═════ Records

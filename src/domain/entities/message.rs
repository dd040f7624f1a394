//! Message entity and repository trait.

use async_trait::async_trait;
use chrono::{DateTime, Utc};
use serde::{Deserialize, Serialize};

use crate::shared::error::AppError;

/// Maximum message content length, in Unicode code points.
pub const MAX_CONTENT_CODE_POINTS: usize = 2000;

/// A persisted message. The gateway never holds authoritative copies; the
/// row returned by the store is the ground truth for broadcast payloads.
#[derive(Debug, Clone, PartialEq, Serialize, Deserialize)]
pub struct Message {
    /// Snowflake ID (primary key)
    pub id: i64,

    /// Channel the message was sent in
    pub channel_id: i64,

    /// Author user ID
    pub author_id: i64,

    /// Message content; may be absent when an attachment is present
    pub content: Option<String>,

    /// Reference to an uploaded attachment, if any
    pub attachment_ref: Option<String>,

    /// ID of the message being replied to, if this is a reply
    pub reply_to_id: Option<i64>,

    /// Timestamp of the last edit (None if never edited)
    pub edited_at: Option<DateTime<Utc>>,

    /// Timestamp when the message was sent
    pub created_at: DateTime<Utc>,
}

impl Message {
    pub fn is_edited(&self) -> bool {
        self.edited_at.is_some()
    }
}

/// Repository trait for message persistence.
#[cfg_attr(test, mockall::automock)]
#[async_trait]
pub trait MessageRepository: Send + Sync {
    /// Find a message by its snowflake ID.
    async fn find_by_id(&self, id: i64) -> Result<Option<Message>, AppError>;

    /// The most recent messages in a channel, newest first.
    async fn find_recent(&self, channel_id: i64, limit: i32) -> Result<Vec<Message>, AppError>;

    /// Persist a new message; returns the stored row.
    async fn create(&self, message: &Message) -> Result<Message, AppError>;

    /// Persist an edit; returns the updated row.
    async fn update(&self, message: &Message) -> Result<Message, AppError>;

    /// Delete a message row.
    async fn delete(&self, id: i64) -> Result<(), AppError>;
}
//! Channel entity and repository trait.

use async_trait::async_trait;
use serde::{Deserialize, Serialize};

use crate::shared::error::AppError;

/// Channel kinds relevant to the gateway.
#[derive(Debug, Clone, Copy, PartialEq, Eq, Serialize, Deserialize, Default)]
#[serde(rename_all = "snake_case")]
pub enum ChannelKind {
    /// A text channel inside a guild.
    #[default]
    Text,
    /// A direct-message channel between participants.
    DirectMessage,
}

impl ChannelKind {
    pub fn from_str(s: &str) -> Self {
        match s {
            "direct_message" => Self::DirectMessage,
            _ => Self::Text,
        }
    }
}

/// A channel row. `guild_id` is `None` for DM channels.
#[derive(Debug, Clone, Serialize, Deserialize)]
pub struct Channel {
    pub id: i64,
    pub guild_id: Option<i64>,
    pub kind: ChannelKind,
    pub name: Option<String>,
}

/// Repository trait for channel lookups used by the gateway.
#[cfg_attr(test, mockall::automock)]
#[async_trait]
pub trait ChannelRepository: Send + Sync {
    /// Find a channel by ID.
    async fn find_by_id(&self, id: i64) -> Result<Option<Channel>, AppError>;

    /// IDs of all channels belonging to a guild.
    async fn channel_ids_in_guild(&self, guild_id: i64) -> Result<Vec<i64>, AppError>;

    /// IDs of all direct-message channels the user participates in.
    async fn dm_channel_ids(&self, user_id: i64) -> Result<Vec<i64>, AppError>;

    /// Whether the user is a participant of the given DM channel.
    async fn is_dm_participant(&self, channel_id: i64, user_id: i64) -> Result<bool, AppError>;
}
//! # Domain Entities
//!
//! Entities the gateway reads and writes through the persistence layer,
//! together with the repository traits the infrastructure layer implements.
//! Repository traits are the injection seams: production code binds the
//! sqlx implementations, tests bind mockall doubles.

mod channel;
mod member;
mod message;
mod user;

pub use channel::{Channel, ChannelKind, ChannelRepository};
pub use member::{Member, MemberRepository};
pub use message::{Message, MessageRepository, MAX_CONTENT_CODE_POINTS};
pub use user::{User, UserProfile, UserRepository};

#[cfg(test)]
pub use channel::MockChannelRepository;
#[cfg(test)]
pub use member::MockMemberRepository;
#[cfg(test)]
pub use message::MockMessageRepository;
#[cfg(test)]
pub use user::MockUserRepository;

══════════
═════ Records

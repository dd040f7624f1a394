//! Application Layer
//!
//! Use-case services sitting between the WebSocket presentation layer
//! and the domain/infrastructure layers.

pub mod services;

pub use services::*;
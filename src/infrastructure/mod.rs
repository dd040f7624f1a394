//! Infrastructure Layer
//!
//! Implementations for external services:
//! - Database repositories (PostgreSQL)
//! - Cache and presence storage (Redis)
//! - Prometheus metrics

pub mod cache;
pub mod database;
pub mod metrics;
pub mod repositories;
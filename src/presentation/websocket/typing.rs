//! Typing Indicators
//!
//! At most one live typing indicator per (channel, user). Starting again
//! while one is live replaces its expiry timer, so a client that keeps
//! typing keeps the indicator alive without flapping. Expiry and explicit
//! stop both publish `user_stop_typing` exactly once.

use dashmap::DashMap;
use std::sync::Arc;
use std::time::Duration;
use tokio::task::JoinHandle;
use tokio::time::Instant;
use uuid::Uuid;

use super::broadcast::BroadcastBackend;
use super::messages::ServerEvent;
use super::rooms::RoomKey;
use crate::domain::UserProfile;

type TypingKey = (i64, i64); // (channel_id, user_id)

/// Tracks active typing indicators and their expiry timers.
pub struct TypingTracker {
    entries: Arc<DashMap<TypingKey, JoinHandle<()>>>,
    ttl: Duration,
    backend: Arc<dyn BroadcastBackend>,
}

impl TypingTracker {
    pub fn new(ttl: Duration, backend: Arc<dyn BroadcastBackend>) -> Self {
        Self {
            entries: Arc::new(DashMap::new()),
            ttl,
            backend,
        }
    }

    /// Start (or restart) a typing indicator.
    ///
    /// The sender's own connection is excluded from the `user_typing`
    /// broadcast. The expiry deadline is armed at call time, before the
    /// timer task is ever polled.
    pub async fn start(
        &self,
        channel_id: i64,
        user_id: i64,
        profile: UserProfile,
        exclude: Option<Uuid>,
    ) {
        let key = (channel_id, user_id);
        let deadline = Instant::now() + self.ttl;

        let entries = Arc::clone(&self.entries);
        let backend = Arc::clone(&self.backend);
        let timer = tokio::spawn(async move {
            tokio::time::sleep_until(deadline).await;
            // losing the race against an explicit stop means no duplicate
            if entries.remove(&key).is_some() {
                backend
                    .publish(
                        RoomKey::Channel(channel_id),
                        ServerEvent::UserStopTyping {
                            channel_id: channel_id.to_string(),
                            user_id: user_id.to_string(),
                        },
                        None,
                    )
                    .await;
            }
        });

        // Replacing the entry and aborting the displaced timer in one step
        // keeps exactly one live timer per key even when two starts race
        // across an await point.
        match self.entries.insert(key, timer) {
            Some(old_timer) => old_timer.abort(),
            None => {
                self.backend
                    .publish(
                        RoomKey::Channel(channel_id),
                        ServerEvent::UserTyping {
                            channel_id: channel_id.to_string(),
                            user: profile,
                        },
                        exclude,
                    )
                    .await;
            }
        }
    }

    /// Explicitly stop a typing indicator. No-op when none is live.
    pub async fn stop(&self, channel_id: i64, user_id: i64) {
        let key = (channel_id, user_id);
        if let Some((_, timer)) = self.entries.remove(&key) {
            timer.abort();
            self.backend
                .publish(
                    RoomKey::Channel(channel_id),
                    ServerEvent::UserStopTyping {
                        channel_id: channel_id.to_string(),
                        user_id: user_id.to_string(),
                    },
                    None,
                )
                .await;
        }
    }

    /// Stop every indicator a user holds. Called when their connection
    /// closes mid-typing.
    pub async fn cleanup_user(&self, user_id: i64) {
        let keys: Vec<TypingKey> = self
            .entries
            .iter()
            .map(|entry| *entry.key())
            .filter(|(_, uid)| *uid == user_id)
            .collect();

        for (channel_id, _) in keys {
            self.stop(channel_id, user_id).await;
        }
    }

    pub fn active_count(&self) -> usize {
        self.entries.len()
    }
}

══════════
═════ Records

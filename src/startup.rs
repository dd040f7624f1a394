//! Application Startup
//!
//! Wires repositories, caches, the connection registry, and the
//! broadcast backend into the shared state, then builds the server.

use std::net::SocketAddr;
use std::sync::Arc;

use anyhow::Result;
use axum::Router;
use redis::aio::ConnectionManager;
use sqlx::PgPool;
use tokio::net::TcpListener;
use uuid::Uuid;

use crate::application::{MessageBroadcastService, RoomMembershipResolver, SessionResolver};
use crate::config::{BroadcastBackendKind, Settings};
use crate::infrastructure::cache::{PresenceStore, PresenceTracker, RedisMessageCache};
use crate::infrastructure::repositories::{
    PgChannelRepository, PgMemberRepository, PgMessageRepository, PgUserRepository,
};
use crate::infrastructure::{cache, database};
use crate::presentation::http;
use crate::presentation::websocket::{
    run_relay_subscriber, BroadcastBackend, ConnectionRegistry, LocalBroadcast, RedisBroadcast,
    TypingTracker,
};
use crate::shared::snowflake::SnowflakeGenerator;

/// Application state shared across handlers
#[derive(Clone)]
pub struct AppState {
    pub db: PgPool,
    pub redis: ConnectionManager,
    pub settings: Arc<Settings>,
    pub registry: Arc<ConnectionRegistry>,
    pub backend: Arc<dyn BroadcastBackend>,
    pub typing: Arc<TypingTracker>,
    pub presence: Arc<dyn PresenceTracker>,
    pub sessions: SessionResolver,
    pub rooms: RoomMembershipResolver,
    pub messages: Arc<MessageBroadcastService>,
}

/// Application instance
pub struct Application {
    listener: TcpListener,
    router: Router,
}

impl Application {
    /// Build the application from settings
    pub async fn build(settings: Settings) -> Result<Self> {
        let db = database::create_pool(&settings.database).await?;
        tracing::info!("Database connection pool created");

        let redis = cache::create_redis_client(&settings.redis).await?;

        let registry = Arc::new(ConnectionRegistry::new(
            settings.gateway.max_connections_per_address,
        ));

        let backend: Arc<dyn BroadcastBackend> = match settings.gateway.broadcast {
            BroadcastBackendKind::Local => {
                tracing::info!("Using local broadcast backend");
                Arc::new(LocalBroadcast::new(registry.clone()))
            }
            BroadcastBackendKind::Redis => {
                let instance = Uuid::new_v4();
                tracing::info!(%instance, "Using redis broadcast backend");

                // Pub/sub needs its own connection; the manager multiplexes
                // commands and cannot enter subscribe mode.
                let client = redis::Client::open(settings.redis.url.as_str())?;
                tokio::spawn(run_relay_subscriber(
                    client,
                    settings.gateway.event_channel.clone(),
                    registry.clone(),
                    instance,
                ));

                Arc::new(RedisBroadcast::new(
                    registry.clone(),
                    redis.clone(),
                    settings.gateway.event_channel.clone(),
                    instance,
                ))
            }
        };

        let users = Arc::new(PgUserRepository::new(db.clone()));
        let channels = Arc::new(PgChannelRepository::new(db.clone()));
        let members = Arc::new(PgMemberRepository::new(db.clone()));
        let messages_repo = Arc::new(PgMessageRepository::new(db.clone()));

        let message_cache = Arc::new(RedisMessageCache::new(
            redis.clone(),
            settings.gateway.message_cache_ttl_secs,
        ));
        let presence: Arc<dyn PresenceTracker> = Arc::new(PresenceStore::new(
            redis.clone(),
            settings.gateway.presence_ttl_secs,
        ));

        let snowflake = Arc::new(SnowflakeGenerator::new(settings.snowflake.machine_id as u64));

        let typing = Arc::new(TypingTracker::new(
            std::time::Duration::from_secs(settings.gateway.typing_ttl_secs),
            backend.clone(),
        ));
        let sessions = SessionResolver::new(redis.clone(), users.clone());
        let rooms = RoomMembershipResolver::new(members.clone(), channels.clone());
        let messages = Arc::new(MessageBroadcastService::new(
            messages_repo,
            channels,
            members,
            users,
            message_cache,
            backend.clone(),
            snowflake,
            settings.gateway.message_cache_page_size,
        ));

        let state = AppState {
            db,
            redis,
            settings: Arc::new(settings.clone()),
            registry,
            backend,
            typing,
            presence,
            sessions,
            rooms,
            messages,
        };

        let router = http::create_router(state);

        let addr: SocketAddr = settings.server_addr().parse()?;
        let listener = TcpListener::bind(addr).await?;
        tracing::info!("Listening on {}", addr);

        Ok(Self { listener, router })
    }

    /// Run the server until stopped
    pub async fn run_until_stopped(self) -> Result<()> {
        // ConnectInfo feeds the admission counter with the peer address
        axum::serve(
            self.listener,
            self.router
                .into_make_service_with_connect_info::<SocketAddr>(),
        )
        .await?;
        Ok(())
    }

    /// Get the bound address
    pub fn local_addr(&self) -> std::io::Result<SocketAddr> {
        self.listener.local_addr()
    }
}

══════════

*Brief*: This task calls for the number of lines in the entries that contain the string "shared", with no accompanying text.

*Answer*: 5